Donnerstag, Oktober 05, 2006

Blick in den Keller

So Schritt um Schritt zerren die Medien die vermeintliche Wahrheit über Natascha Kampusch ans Tageslicht. Jetzt der S/M Vorwurf - und auf Stern.de nichts sagende Aufnahmen des Täters durch Sicherheitskameras (aber: Es sind die "letzten Bilder"). Mir wird ganz schlecht, wenn ich an die TV kompatible Fassung dieser Tragödie denke - da kann der Erzähler nur gewinnen, wenn er sich auf die moralisch unantastbare Seite des Opfers begibt. Oder etwa nicht? Die Wahrheit ist vermutlich verworrener - und recht erfolglos lief im Sommer Kim-Ki Duks Interpretation einer solchen Liebesgeschichte: "Hwal-Der Bogen", ein Beinahe Stummfilm um einen Mann, der ein Mädchen von inzwischen 14 Jahren auf seinem Boot groß gezogen hat. Sie hat dieses Boot noch nie verlassen, und er will sie bald heiraten. Allerdings kommt einer der vielen Kunden, die einen Angelausflug auf dem Boot gebucht haben, ein Junge im Alter des Mädchens, den Plan ins Gehege.
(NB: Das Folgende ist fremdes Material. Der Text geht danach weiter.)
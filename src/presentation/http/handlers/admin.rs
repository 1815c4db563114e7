use crate::{
    application::media::dto::{MediaDraftRequest, PublishUploadRequest, UploadFile, UploadResponse},
    domain::{
        auth::entity::AuthUser,
        media::entity::{FileType, MediaDraft, MediaItem, MediaStats},
    },
    presentation::http::{errors::AppError, middleware::admin::AdminUser, state::AppState},
};
use axum::{
    Json,
    extract::{Multipart, Path, State},
    http::StatusCode,
};
use serde::Serialize;
use ts_rs::TS;
use uuid::Uuid;

#[derive(Debug, Serialize, TS)]
#[ts(export)]
pub struct DashboardResponse {
    pub admin: AuthUser,
    pub stats: MediaStats,
    pub media: Vec<MediaItem>,
}

/// Fields of the dashboard's upload form.
#[derive(Debug, Default)]
struct UploadForm {
    title: Option<String>,
    description: Option<String>,
    file_type: Option<FileType>,
    file: Option<UploadFile>,
}

async fn read_upload_form(mut multipart: Multipart) -> Result<UploadForm, AppError> {
    let mut form = UploadForm::default();

    while let Some(field) = multipart.next_field().await? {
        match field.name().unwrap_or("") {
            "file" => {
                let file_name = field.file_name().unwrap_or("upload").to_string();
                let content_type = field.content_type().unwrap_or("").to_string();
                let data = field.bytes().await?;
                form.file = Some(UploadFile {
                    file_name,
                    content_type,
                    data,
                });
            }
            "title" => form.title = Some(field.text().await?),
            "description" => form.description = Some(field.text().await?),
            "file_type" => {
                let raw = field.text().await?;
                if !raw.trim().is_empty() {
                    form.file_type = Some(raw.parse()?);
                }
            }
            _ => {}
        }
    }

    Ok(form)
}

pub async fn dashboard(
    State(state): State<AppState>,
    AdminUser(admin): AdminUser,
) -> Result<Json<DashboardResponse>, AppError> {
    let media = state.media.list(None).await?;
    Ok(Json(DashboardResponse {
        admin,
        stats: MediaStats::from_items(&media),
        media,
    }))
}

pub async fn create_media(
    State(state): State<AppState>,
    Json(body): Json<MediaDraftRequest>,
) -> Result<(StatusCode, Json<MediaItem>), AppError> {
    let draft = MediaDraft::try_from(body)?;
    let item = state.media.create(draft).await?;
    Ok((StatusCode::CREATED, Json(item)))
}

pub async fn update_media(
    State(state): State<AppState>,
    Path(id): Path<Uuid>,
    Json(body): Json<MediaDraftRequest>,
) -> Result<Json<MediaItem>, AppError> {
    let draft = MediaDraft::try_from(body)?;
    Ok(Json(state.media.update(id, draft).await?))
}

pub async fn delete_media(
    State(state): State<AppState>,
    Path(id): Path<Uuid>,
) -> Result<StatusCode, AppError> {
    state.media.delete(id).await?;
    Ok(StatusCode::NO_CONTENT)
}

/// Stores a file and returns its public URL without creating a post.
pub async fn upload_file(
    State(state): State<AppState>,
    multipart: Multipart,
) -> Result<Json<UploadResponse>, AppError> {
    let form = read_upload_form(multipart).await?;
    let file = form
        .file
        .ok_or_else(|| AppError::BadRequest("Missing file".into()))?;
    let file_type = form
        .file_type
        .or_else(|| FileType::from_mime(&file.content_type))
        .ok_or_else(|| AppError::ValidationError("file_type is required".into()))?;

    let url = state.media.upload_file(file, file_type).await?;
    Ok(Json(UploadResponse { url }))
}

/// Uploads a file and creates the post in one request.
pub async fn upload_and_publish(
    State(state): State<AppState>,
    multipart: Multipart,
) -> Result<(StatusCode, Json<MediaItem>), AppError> {
    let form = read_upload_form(multipart).await?;
    let file = form
        .file
        .ok_or_else(|| AppError::BadRequest("Missing file".into()))?;

    let item = state
        .media
        .publish_upload(PublishUploadRequest {
            title: form.title.unwrap_or_default(),
            description: form.description,
            file_type: form.file_type,
            file,
        })
        .await?;
    Ok((StatusCode::CREATED, Json(item)))
}
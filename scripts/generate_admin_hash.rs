//! Generate a bcrypt hash for the gallery admin password.
//!
//! The output goes into `ADMIN_PASSWORD_HASH`. Together with `JWT_SECRET` it
//! switches the API to local admin sign-in instead of the hosted auth service.
//!
//! Usage:
//!     cargo run --bin generate_admin_hash

use std::io::{self, Write};

const HASH_COST: u32 = 12;

fn prompt(label: &str) -> io::Result<String> {
    print!("{}: ", label);
    io::stdout().flush()?;
    let mut line = String::new();
    io::stdin().read_line(&mut line)?;
    Ok(line.trim().to_string())
}

fn main() -> io::Result<()> {
    println!("Gallery admin password hash");

    let password = prompt("Password")?;
    if password.is_empty() {
        eprintln!("Error: password cannot be empty");
        return Ok(());
    }

    if prompt("Confirm password")? != password {
        eprintln!("Error: passwords do not match");
        return Ok(());
    }

    match bcrypt::hash(&password, HASH_COST) {
        Ok(hash) => {
            println!("\nAdd this line to your .env or deployment config:\n");
            println!("ADMIN_PASSWORD_HASH=\"{}\"", hash);
        }
        Err(e) => eprintln!("Error: failed to hash password: {}", e),
    }

    Ok(())
}
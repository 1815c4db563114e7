use crate::presentation::http::state::AppState;
use axum::{Json, extract::State, http::StatusCode, response::IntoResponse};
use serde::Serialize;

#[derive(Serialize)]
struct HealthResponse {
    status: &'static str,
    database: &'static str,
    version: &'static str,
}

pub async fn health_check(State(state): State<AppState>) -> impl IntoResponse {
    let db_status = match state.media.ping().await {
        Ok(()) => "up",
        Err(e) => {
            tracing::error!("Health check failed: Database unreachable: {}", e);
            "down"
        }
    };

    let (code, status) = if db_status == "up" {
        (StatusCode::OK, "healthy")
    } else {
        (StatusCode::SERVICE_UNAVAILABLE, "unhealthy")
    };

    (
        code,
        Json(HealthResponse {
            status,
            database: db_status,
            version: env!("CARGO_PKG_VERSION"),
        }),
    )
}
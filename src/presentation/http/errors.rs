//! HTTP error handling and response conversion.
//!
//! Every failure leaves a handler as an `AppError` and is rendered as
//! `{"error": "<message>"}` with a matching status code. Internal details are
//! logged, never sent to the client.

use crate::domain::errors::DomainError;
use axum::{
    Json,
    extract::multipart::MultipartError,
    http::StatusCode,
    response::{IntoResponse, Response},
};
use serde_json::json;
use std::fmt;

/// Application-level errors returned from handlers.
#[derive(Debug)]
pub enum AppError {
    /// Resource not found (404).
    NotFound(String),

    /// Malformed request (400).
    BadRequest(String),

    /// Missing or invalid credentials (401).
    Unauthorized,

    /// Authenticated but not allowed (403).
    Forbidden(String),

    /// Request data failed validation (400).
    ValidationError(String),

    /// Another request for the same resource is still running (409).
    Conflict(String),

    /// Rate limit exceeded (429).
    RateLimited,

    /// Storage/file operation failed (500).
    Storage(String),

    /// External service failure (503).
    ExternalService(String),

    /// Unclassified internal error (500).
    Internal(String),
}

impl fmt::Display for AppError {
    fn fmt(&self, f: &mut fmt::Formatter<'_>) -> fmt::Result {
        match self {
            Self::NotFound(msg) => write!(f, "Not found: {}", msg),
            Self::BadRequest(msg) => write!(f, "Bad request: {}", msg),
            Self::Unauthorized => write!(f, "Unauthorized"),
            Self::Forbidden(msg) => write!(f, "Forbidden: {}", msg),
            Self::ValidationError(msg) => write!(f, "Validation error: {}", msg),
            Self::Conflict(msg) => write!(f, "Conflict: {}", msg),
            Self::RateLimited => write!(f, "Rate limit exceeded"),
            Self::Storage(msg) => write!(f, "Storage error: {}", msg),
            Self::ExternalService(msg) => write!(f, "External service error: {}", msg),
            Self::Internal(msg) => write!(f, "Internal error: {}", msg),
        }
    }
}

impl AppError {
    /// Get the appropriate HTTP status code for this error.
    pub fn status_code(&self) -> StatusCode {
        match self {
            Self::NotFound(_) => StatusCode::NOT_FOUND,
            Self::BadRequest(_) | Self::ValidationError(_) => StatusCode::BAD_REQUEST,
            Self::Unauthorized => StatusCode::UNAUTHORIZED,
            Self::Forbidden(_) => StatusCode::FORBIDDEN,
            Self::Conflict(_) => StatusCode::CONFLICT,
            Self::RateLimited => StatusCode::TOO_MANY_REQUESTS,
            Self::Storage(_) | Self::Internal(_) => StatusCode::INTERNAL_SERVER_ERROR,
            Self::ExternalService(_) => StatusCode::SERVICE_UNAVAILABLE,
        }
    }

    /// Get a user-safe error message (without implementation details).
    fn user_message(&self) -> String {
        match self {
            Self::NotFound(_) => "Resource not found".into(),
            Self::BadRequest(msg) => msg.clone(),
            Self::Unauthorized => "Sign in required".into(),
            Self::Forbidden(msg) => msg.clone(),
            Self::ValidationError(msg) => msg.clone(),
            Self::Conflict(_) => "Another request is still in progress".into(),
            Self::RateLimited => "Too many requests, please try again later".into(),
            Self::Storage(_) => "File operation failed".into(),
            Self::ExternalService(_) => "External service unavailable".into(),
            Self::Internal(_) => "Internal server error".into(),
        }
    }
}

impl IntoResponse for AppError {
    fn into_response(self) -> Response {
        let status = self.status_code();
        let message = self.user_message();

        match status {
            StatusCode::INTERNAL_SERVER_ERROR | StatusCode::SERVICE_UNAVAILABLE => {
                tracing::error!("error={}", self);
            }
            StatusCode::TOO_MANY_REQUESTS => {
                tracing::debug!("error={}", self);
            }
            s if s.is_client_error() => {
                tracing::warn!("error={}", self);
            }
            _ => {
                tracing::info!("error={}", self);
            }
        }

        (status, Json(json!({ "error": message }))).into_response()
    }
}

impl From<DomainError> for AppError {
    fn from(err: DomainError) -> Self {
        match err {
            DomainError::NotFound(msg) => AppError::NotFound(msg),
            DomainError::ValidationError(msg) => AppError::ValidationError(msg),
            DomainError::Conflict(msg) => AppError::Conflict(msg),
            DomainError::InfrastructureError(msg) => AppError::Internal(msg),
            DomainError::StorageError(msg) => AppError::Storage(msg),
            DomainError::ExternalService(msg) => AppError::ExternalService(msg),
            DomainError::RateLimitExceeded => AppError::RateLimited,
            DomainError::Unauthorized => AppError::Unauthorized,
            DomainError::Forbidden(msg) => AppError::Forbidden(msg),
        }
    }
}

impl From<MultipartError> for AppError {
    fn from(err: MultipartError) -> Self {
        AppError::BadRequest(format!("Invalid multipart body: {}", err.body_text()))
    }
}
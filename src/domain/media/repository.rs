use super::entity::{FileType, MediaItem};
use crate::domain::errors::DomainError;
use async_trait::async_trait;
use uuid::Uuid;

#[cfg_attr(test, mockall::automock)]
#[async_trait]
pub trait MediaRepository: Send + Sync {
    /// Newest first, optionally restricted to one kind.
    async fn find_all(&self, file_type: Option<FileType>) -> Result<Vec<MediaItem>, DomainError>;
    async fn find_by_id(&self, id: Uuid) -> Result<Option<MediaItem>, DomainError>;
    async fn create(&self, item: &MediaItem) -> Result<MediaItem, DomainError>;
    /// Full replacement. `NotFound` when the row is gone.
    async fn update(&self, item: &MediaItem) -> Result<MediaItem, DomainError>;
    /// Removes the row together with its likes and comments. Returns the removed item.
    async fn delete(&self, id: Uuid) -> Result<MediaItem, DomainError>;
    async fn ping(&self) -> Result<(), DomainError>;
}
Ein in seiner visuellen Erzählweise sehenswerter Film, der es auch schafft, Bilder für die Sehnsucht des alten Mannes zu finden. /Achtung, Spoiler:/ Dennoch überschlägt sich der Film am Ende, wenn es eine krude Ersatzhochzeit gibt, mit in die Körpermitte treffenden Pfeilen, bevor der Mann das Mädchen in ihr Leben ziehen lassen muss. Wär der Proklopil doch mal ins Kino gegangen.